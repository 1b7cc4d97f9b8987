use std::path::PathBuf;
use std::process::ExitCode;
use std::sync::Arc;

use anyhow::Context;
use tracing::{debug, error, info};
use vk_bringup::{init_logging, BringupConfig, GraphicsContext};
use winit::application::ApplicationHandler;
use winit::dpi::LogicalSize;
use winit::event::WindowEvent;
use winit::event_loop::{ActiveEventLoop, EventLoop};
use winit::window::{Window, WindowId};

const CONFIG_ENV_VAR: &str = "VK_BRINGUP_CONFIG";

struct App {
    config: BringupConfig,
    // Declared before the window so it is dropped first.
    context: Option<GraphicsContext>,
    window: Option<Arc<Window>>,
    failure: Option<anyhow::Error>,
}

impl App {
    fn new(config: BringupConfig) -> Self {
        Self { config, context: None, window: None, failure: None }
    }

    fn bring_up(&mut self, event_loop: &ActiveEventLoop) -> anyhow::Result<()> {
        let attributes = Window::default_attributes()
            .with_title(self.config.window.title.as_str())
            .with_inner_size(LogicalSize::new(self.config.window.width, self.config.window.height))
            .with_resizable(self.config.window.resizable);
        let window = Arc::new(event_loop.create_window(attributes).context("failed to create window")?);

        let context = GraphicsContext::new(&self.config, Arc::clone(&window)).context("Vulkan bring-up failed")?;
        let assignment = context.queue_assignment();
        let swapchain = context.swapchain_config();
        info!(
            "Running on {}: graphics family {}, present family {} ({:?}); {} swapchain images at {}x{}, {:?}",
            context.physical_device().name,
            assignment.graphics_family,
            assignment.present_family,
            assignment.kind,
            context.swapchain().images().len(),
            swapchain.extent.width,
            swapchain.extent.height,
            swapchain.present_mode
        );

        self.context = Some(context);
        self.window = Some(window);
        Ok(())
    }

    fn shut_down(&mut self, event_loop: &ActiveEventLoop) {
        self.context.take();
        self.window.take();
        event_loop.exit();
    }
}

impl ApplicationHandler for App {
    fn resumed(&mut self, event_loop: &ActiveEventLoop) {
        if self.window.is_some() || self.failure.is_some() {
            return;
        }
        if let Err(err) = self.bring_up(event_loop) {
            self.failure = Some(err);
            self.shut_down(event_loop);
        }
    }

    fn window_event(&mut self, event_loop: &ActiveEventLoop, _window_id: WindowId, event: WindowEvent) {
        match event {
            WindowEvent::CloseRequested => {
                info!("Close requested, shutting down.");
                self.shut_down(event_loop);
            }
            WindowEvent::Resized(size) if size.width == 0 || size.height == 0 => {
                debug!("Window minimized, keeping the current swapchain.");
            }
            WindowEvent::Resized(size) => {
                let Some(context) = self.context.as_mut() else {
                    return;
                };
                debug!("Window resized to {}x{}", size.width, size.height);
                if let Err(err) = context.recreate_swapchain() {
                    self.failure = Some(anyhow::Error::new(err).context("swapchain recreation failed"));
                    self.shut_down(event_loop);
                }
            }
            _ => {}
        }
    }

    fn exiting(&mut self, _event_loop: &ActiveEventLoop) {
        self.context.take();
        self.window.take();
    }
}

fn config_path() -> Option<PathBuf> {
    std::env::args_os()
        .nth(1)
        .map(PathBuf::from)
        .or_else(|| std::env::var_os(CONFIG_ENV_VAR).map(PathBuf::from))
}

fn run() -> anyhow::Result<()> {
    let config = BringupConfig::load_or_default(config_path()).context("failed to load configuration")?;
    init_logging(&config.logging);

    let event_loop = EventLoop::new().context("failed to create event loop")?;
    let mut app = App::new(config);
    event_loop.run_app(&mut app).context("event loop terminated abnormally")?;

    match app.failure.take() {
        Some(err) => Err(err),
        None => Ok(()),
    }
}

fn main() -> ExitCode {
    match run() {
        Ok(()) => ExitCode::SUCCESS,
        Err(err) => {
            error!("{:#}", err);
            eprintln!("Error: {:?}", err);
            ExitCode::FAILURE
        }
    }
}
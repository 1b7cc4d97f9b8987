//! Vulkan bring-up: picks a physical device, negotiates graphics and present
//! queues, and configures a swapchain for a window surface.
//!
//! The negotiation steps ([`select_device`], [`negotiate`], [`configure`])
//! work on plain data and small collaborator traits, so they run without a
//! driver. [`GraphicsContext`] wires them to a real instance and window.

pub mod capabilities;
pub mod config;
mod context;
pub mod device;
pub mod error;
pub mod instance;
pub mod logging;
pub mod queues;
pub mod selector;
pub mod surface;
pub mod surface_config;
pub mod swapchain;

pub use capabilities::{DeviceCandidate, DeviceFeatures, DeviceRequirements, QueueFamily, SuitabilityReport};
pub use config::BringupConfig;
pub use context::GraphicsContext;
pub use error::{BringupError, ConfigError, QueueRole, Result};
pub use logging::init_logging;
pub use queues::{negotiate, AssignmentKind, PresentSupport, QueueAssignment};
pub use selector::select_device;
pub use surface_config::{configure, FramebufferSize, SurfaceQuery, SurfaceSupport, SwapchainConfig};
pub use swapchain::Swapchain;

### About this exercise
Within the material above, find every line containing the word "BringupConfig" and copy it.

### Result below
use vk_bringup::{init_logging, BringupConfig, GraphicsContext};
    config: BringupConfig,
    fn new(config: BringupConfig) -> Self {
    let config = BringupConfig::load_or_default(config_path()).context("failed to load configuration")?;
pub use config::BringupConfig;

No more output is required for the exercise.